Listed entries =>

use std::cell::{Cell, RefCell};
use std::rc::Rc;

use vizij_animator_core::{
    Animator, AnimatorConfig, AnimatorError, Next, Registry, StateDef, StateTable,
};

type Def = StateDef<()>;
type Log = Rc<RefCell<Vec<(String, f64)>>>;

fn approx(a: f64, b: f64, eps: f64) -> bool {
    (a - b).abs() <= eps
}

fn recorder(log: &Log, name: &'static str) -> impl Fn(&Animator<()>, f64) + 'static {
    let log = log.clone();
    move |_, p| log.borrow_mut().push((name.to_string(), p))
}

fn progresses(log: &Log, name: &str) -> Vec<f64> {
    log.borrow()
        .iter()
        .filter(|(n, _)| n == name)
        .map(|(_, p)| *p)
        .collect()
}

fn animator(defs: Vec<(&str, Def)>) -> Animator<()> {
    Animator::builder(StateTable::new(defs).unwrap(), ())
        .registry(Registry::new())
        .build()
        .unwrap()
}

fn overflow_pair(overflow: bool, log: &Log) -> Animator<()> {
    animator(vec![
        (
            "A",
            Def::new()
                .duration(20.0)
                .overflow(overflow)
                .transition("B")
                .on_animation(recorder(log, "A")),
        ),
        (
            "B",
            Def::new().duration(10.0).on_animation(recorder(log, "B")),
        ),
    ])
}

/// it should carry the overshoot of an exhausted phase into the next one
#[test]
fn overflow_carries_overshoot() {
    let log: Log = Rc::default();
    let a = overflow_pair(true, &log);
    a.start("A").unwrap();
    a.update(0.0).unwrap();
    a.update(25.0).unwrap();

    assert_eq!(a.current_state().unwrap(), "B");
    assert_eq!(a.start_time(), 20.0);
    assert!(approx(a.progress(), 0.5, 1e-9));
    assert_eq!(progresses(&log, "A"), vec![0.0, 1.0]);

    a.update(2.0).unwrap();
    assert!(approx(a.progress(), 0.7, 1e-9));
}

/// it should anchor the next phase at the current clock without overflow
#[test]
fn no_overflow_reanchors_at_clock() {
    let log: Log = Rc::default();
    let a = overflow_pair(false, &log);
    a.start("A").unwrap();
    a.update(0.0).unwrap();
    a.update(25.0).unwrap();

    assert_eq!(a.current_state().unwrap(), "B");
    assert_eq!(a.start_time(), 25.0);
    assert_eq!(a.progress(), 0.0);

    a.update(2.0).unwrap();
    assert!(approx(a.progress(), 0.2, 1e-9));
}

/// it should wait out delay_after before asking the transition
#[test]
fn delay_after_holds_the_transition() {
    let a = animator(vec![
        ("A", Def::new().duration(10.0).delay_after(5.0).transition("B")),
        ("B", Def::new().duration(10.0)),
    ]);
    a.start("A").unwrap();
    a.update(12.0).unwrap();
    assert_eq!(a.current_state().unwrap(), "A");
    assert_eq!(a.progress(), 1.0);

    a.update(4.0).unwrap();
    assert_eq!(a.current_state().unwrap(), "B");
    assert_eq!(a.start_time(), 15.0);
    assert!(approx(a.progress(), 0.1, 1e-9));
}

/// it should run setup once across loop restarts
#[test]
fn looping_state_skips_setup_on_restart() {
    let log: Log = Rc::default();
    let setups = Rc::new(Cell::new(0));
    let counter = setups.clone();
    let a = animator(vec![(
        "initial",
        Def::new()
            .duration(10.0)
            .looped(true)
            .on_setup(move |_| counter.set(counter.get() + 1))
            .on_animation(recorder(&log, "initial")),
    )]);
    a.start_initial().unwrap();
    a.update(0.0).unwrap();
    a.update(25.0).unwrap();

    assert_eq!(progresses(&log, "initial"), vec![0.0, 1.0, 1.0, 0.5]);
    assert_eq!(a.start_time(), 20.0);

    for _ in 0..20 {
        a.update(3.0).unwrap();
    }
    assert_eq!(setups.get(), 1);
    assert!(a.animating());
    assert_eq!(a.current_state().unwrap(), "initial");
}

/// it should keep a zero-duration loop from spinning within one tick
#[test]
fn zero_duration_loop_reanchors() {
    let log: Log = Rc::default();
    let a = animator(vec![(
        "initial",
        Def::new().looped(true).on_animation(recorder(&log, "initial")),
    )]);
    a.start_initial().unwrap();
    a.update(5.0).unwrap();
    a.update(5.0).unwrap();
    assert_eq!(a.start_time(), 10.0);
    assert_eq!(progresses(&log, "initial"), vec![1.0]);
}

/// it should force a final frame and skip overflow when an interrupt fires
#[test]
fn interrupt_forces_final_frame_without_carry() {
    let log: Log = Rc::default();
    let a = animator(vec![
        (
            "A",
            Def::new()
                .duration(100.0)
                .interrupt_with(|a| {
                    if a.progress() >= 0.3 {
                        Next::state("B")
                    } else {
                        Next::Stay
                    }
                })
                .on_animation(recorder(&log, "A")),
        ),
        (
            "B",
            Def::new().duration(50.0).on_animation(recorder(&log, "B")),
        ),
    ]);
    a.start("A").unwrap();
    a.update(0.0).unwrap();
    a.update(40.0).unwrap();

    assert_eq!(progresses(&log, "A"), vec![0.0, 0.4, 1.0]);
    assert_eq!(progresses(&log, "B"), vec![0.0]);
    assert_eq!(a.current_state().unwrap(), "B");
    assert_eq!(a.start_time(), 40.0);
}

/// it should stop from an interrupt after reporting progress 1
#[test]
fn interrupt_stop_reports_final_frame() {
    let log: Log = Rc::default();
    let a = animator(vec![(
        "initial",
        Def::new()
            .duration(100.0)
            .interrupt("stop")
            .on_animation(recorder(&log, "initial")),
    )]);
    a.start_initial().unwrap();
    a.update(10.0).unwrap();
    assert_eq!(progresses(&log, "initial"), vec![0.1, 1.0]);
    assert!(!a.started());
}

/// it should re-ask a rule every tick until it picks a state
#[test]
fn transition_rule_reads_parameters() {
    let table = StateTable::new(vec![
        (
            "A",
            StateDef::new()
                .duration(10.0)
                .transition_with(|a: &Animator<Rc<Cell<bool>>>| {
                    if a.parameters().get() {
                        Next::state("B")
                    } else {
                        Next::Stay
                    }
                }),
        ),
        ("B", StateDef::new().duration(10.0)),
    ])
    .unwrap();
    let go = Rc::new(Cell::new(false));
    let a = Animator::builder(table, go.clone())
        .registry(Registry::new())
        .build()
        .unwrap();
    a.start("A").unwrap();
    a.update(15.0).unwrap();
    assert_eq!(a.current_state().unwrap(), "A");
    assert!(!a.animating());

    a.update(1.0).unwrap();
    assert_eq!(a.current_state().unwrap(), "A");

    go.set(true);
    a.update(1.0).unwrap();
    assert_eq!(a.current_state().unwrap(), "B");
    assert_eq!(a.start_time(), 17.0);
}

/// it should trip the step cap on a cycle of zero-duration states
#[test]
fn zero_duration_cycle_hits_iteration_limit() {
    let table = StateTable::new(vec![
        ("initial", Def::new().transition("ping")),
        ("ping", Def::new().transition("pong")),
        ("pong", Def::new().transition("ping")),
    ])
    .unwrap();
    let a = Animator::builder(table, ())
        .registry(Registry::new())
        .config(AnimatorConfig {
            max_steps_per_tick: 50,
            ..AnimatorConfig::default()
        })
        .build()
        .unwrap();
    a.start_initial().unwrap();
    let err = a.update(0.0).unwrap_err();
    assert!(matches!(
        err,
        AnimatorError::IterationLimitExceeded { limit: 50, .. }
    ));
    assert_eq!(err.category(), "runaway");
}

/// it should surface an unknown transition target as an error
#[test]
fn unknown_target_is_fatal() {
    let a = animator(vec![("initial", Def::new().transition("nowhere"))]);
    a.start_initial().unwrap();
    assert_eq!(
        a.update(0.0),
        Err(AnimatorError::StateNotFound {
            name: "nowhere".into()
        })
    );
    assert!(matches!(
        animator(vec![("A", Def::new())]).start("B"),
        Err(AnimatorError::StateNotFound { .. })
    ));
}

/// it should honor config changes made from inside a callback
#[test]
fn callbacks_reconfigure_live_states() {
    let a = animator(vec![
        (
            "A",
            Def::new().duration(10.0).on_animation(|a, p| {
                if p >= 1.0 {
                    a.state_config().unwrap().set_transition("B");
                }
            }),
        ),
        ("B", Def::new().duration(10.0)),
    ]);
    a.start("A").unwrap();
    a.update(0.0).unwrap();
    a.update(10.0).unwrap();
    assert_eq!(a.current_state().unwrap(), "B");

    let b = a.states().get("B").unwrap();
    a.update(5.0).unwrap();
    assert!(approx(a.progress(), 0.5, 1e-9));
    b.set_duration(20.0).unwrap();
    a.update(5.0).unwrap();
    assert!(approx(a.progress(), 0.5, 1e-9));
    assert!(b.set_delay_after(-1.0).is_err());
}

/// it should pause when a transition names "pause" and resolve again on resume
#[test]
fn transition_to_pause_then_resume() {
    let calls = Rc::new(Cell::new(0));
    let seen = calls.clone();
    let a = animator(vec![
        (
            "A",
            Def::new().duration(10.0).transition_with(move |_| {
                seen.set(seen.get() + 1);
                if seen.get() == 1 {
                    Next::Pause
                } else {
                    Next::state("B")
                }
            }),
        ),
        ("B", Def::new().duration(10.0)),
    ]);
    a.start("A").unwrap();
    a.update(10.0).unwrap();
    assert!(a.paused());
    assert!(!a.animating());
    assert_eq!(a.status(), "pause");
    assert!(!a.registry().contains(a.id()));

    a.resume();
    assert!(a.registry().contains(a.id()));
    a.update(0.0).unwrap();
    assert_eq!(calls.get(), 2);
    assert_eq!(a.current_state().unwrap(), "B");
}

/// it should treat reserved names built with Next::state as stop and pause
#[test]
fn rule_reserved_names_map_to_outcomes() {
    let a = animator(vec![(
        "initial",
        Def::new()
            .duration(1.0)
            .transition_with(|_| Next::state("stop")),
    )]);
    a.start_initial().unwrap();
    assert_eq!(a.update(2.0), Ok(()));
    assert!(!a.started());

    let b = animator(vec![(
        "initial",
        Def::new()
            .duration(1.0)
            .transition_with(|_| Next::state(String::from("pause"))),
    )]);
    b.start_initial().unwrap();
    assert_eq!(b.update(2.0), Ok(()));
    assert!(b.paused());
    assert_eq!(b.status(), "pause");
}

/// it should pause from an interrupt without a final frame and finish the phase on resume
#[test]
fn interrupt_pause_then_resume_finishes_phase() {
    let log: Log = Rc::default();
    let fired = Rc::new(Cell::new(false));
    let once = fired.clone();
    let a = animator(vec![
        (
            "A",
            Def::new()
                .duration(10.0)
                .transition("B")
                .interrupt_with(move |a| {
                    if a.progress() >= 0.4 && !once.replace(true) {
                        Next::Pause
                    } else {
                        Next::Stay
                    }
                })
                .on_animation(recorder(&log, "A")),
        ),
        ("B", Def::new().duration(10.0)),
    ]);
    a.start("A").unwrap();
    a.update(4.0).unwrap();

    assert!(fired.get());
    assert!(a.paused());
    assert!(!a.animating());
    assert!(!a.registry().contains(a.id()));
    assert_eq!(progresses(&log, "A"), vec![0.4]);

    a.resume();
    assert!(a.registry().contains(a.id()));
    a.update(1.0).unwrap();
    assert_eq!(progresses(&log, "A"), vec![0.4, 1.0]);
    assert_eq!(a.current_state().unwrap(), "A");
    assert_eq!(a.time(), 5.0);

    a.update(3.0).unwrap();
    assert_eq!(a.current_state().unwrap(), "A");
    a.update(2.0).unwrap();
    assert_eq!(a.current_state().unwrap(), "B");
    assert_eq!(a.start_time(), 10.0);
    assert_eq!(progresses(&log, "A"), vec![0.4, 1.0]);
}

/// it should repeat only the active and hold phases when a delayed state loops
#[test]
fn loop_restart_skips_delay_before() {
    let log: Log = Rc::default();
    let setups = Rc::new(Cell::new(0));
    let counter = setups.clone();
    let a = animator(vec![(
        "initial",
        Def::new()
            .delay_before(5.0)
            .duration(10.0)
            .delay_after(5.0)
            .looped(true)
            .on_setup(move |_| counter.set(counter.get() + 1))
            .on_animation(recorder(&log, "initial")),
    )]);
    a.start_initial().unwrap();
    for _ in 0..4 {
        a.update(5.0).unwrap();
    }
    assert_eq!(a.start_time(), 15.0);

    for _ in 0..3 {
        a.update(5.0).unwrap();
    }
    assert_eq!(a.start_time(), 30.0);
    assert_eq!(
        progresses(&log, "initial"),
        vec![0.0, 0.5, 1.0, 0.0, 0.5, 1.0, 0.0]
    );
    assert_eq!(setups.get(), 1);
}
//! One-shot "wait until the animator reaches a state" handles.
//!
//! A [`StateWaiter`] resolves with the matching state name. It is a plain
//! `Future` for hosts that drive an executor, and can also be polled by hand
//! through [`StateWaiter::resolved_state`] from a frame loop.

use std::cell::RefCell;
use std::fmt;
use std::future::Future;
use std::pin::Pin;
use std::rc::{Rc, Weak};
use std::task::{Context, Poll, Waker};

use crate::events::{EventChannel, Listen};
use crate::ids::ListenerToken;

/// Which state names satisfy a wait.
#[derive(Clone)]
pub enum StateQuery {
    /// Exact name, including the reserved `"stop"` and `"pause"`.
    Name(String),
    /// Glob: `*` matches any run of characters, `?` exactly one. There is no
    /// escape syntax, so both are always wildcards; use [`StateQuery::Name`] or a
    /// predicate for state names containing them.
    Pattern(String),
    Predicate(Rc<dyn Fn(&str) -> bool>),
}

impl fmt::Debug for StateQuery {
    fn fmt(&self, f: &mut fmt::Formatter<'_>) -> fmt::Result {
        match self {
            StateQuery::Name(name) => f.debug_tuple("Name").field(name).finish(),
            StateQuery::Pattern(pattern) => f.debug_tuple("Pattern").field(pattern).finish(),
            StateQuery::Predicate(_) => f.write_str("Predicate(..)"),
        }
    }
}

impl StateQuery {
    pub fn pattern(pattern: impl Into<String>) -> Self {
        StateQuery::Pattern(pattern.into())
    }

    pub fn predicate<F>(f: F) -> Self
    where
        F: Fn(&str) -> bool + 'static,
    {
        StateQuery::Predicate(Rc::new(f))
    }

    pub fn matches(&self, state: &str) -> bool {
        match self {
            StateQuery::Name(name) => name == state,
            StateQuery::Pattern(pattern) => glob_match(pattern, state),
            StateQuery::Predicate(f) => f(state),
        }
    }
}

impl Default for StateQuery {
    fn default() -> Self {
        StateQuery::Name(crate::state::STOP.to_string())
    }
}

impl From<&str> for StateQuery {
    fn from(name: &str) -> Self {
        StateQuery::Name(name.to_string())
    }
}

impl From<String> for StateQuery {
    fn from(name: String) -> Self {
        StateQuery::Name(name)
    }
}

fn glob_match(pattern: &str, text: &str) -> bool {
    let p: Vec<char> = pattern.chars().collect();
    let t: Vec<char> = text.chars().collect();
    let (mut pi, mut ti) = (0usize, 0usize);
    // Position of the last '*' seen and the text index it is currently absorbing up to.
    let mut star: Option<(usize, usize)> = None;

    while ti < t.len() {
        if pi < p.len() && (p[pi] == '?' || p[pi] == t[ti]) {
            pi += 1;
            ti += 1;
        } else if pi < p.len() && p[pi] == '*' {
            star = Some((pi, ti));
            pi += 1;
        } else if let Some((sp, st)) = star {
            pi = sp + 1;
            ti = st + 1;
            star = Some((sp, st + 1));
        } else {
            return false;
        }
    }
    p[pi..].iter().all(|c| *c == '*')
}

#[derive(Default)]
struct Slot {
    state: Option<String>,
    waker: Option<Waker>,
}

/// Pending or settled wait created by [`Animator::wait_for_state`](crate::Animator::wait_for_state).
///
/// Dropping an unresolved waiter (or calling [`cancel`](Self::cancel))
/// unsubscribes it from the animator.
pub struct StateWaiter {
    slot: Rc<RefCell<Slot>>,
    channel: Weak<EventChannel<String>>,
    token: Option<ListenerToken>,
}

impl fmt::Debug for StateWaiter {
    fn fmt(&self, f: &mut fmt::Formatter<'_>) -> fmt::Result {
        f.debug_struct("StateWaiter")
            .field("resolved", &self.slot.borrow().state)
            .finish()
    }
}

impl StateWaiter {
    pub(crate) fn new(
        current: &str,
        query: StateQuery,
        channel: &Rc<EventChannel<String>>,
    ) -> Self {
        let slot = Rc::new(RefCell::new(Slot::default()));
        if query.matches(current) {
            slot.borrow_mut().state = Some(current.to_string());
            return Self {
                slot,
                channel: Rc::downgrade(channel),
                token: None,
            };
        }

        let target = slot.clone();
        let token = channel.add(move |state: &String| {
            if !query.matches(state) {
                return Listen::Keep;
            }
            let waker = {
                let mut slot = target.borrow_mut();
                slot.state = Some(state.clone());
                slot.waker.take()
            };
            if let Some(waker) = waker {
                waker.wake();
            }
            Listen::Remove
        });
        Self {
            slot,
            channel: Rc::downgrade(channel),
            token: Some(token),
        }
    }

    pub fn is_resolved(&self) -> bool {
        self.slot.borrow().state.is_some()
    }

    /// The state that satisfied the query, once it has happened.
    pub fn resolved_state(&self) -> Option<String> {
        self.slot.borrow().state.clone()
    }

    /// Stop waiting. Equivalent to dropping the handle.
    pub fn cancel(self) {}
}

impl Drop for StateWaiter {
    fn drop(&mut self) {
        if self.is_resolved() {
            return;
        }
        if let (Some(token), Some(channel)) = (self.token, self.channel.upgrade()) {
            channel.remove(token);
        }
    }
}

impl Future for StateWaiter {
    type Output = String;

    fn poll(self: Pin<&mut Self>, cx: &mut Context<'_>) -> Poll<String> {
        let mut slot = self.slot.borrow_mut();
        if let Some(state) = slot.state.clone() {
            return Poll::Ready(state);
        }
        slot.waker = Some(cx.waker().clone());
        Poll::Pending
    }
}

Work order =>
Every line where "recorder" appears must be returned from the listing above.

Result of the task =>
fn recorder(log: &Log, name: &'static str) -> impl Fn(&Animator<()>, f64) + 'static {
                .on_animation(recorder(log, "A")),
            Def::new().duration(10.0).on_animation(recorder(log, "B")),
            .on_animation(recorder(&log, "initial")),
        Def::new().looped(true).on_animation(recorder(&log, "initial")),
                .on_animation(recorder(&log, "A")),
            Def::new().duration(50.0).on_animation(recorder(&log, "B")),
            .on_animation(recorder(&log, "initial")),
                .on_animation(recorder(&log, "A")),
            .on_animation(recorder(&log, "initial")),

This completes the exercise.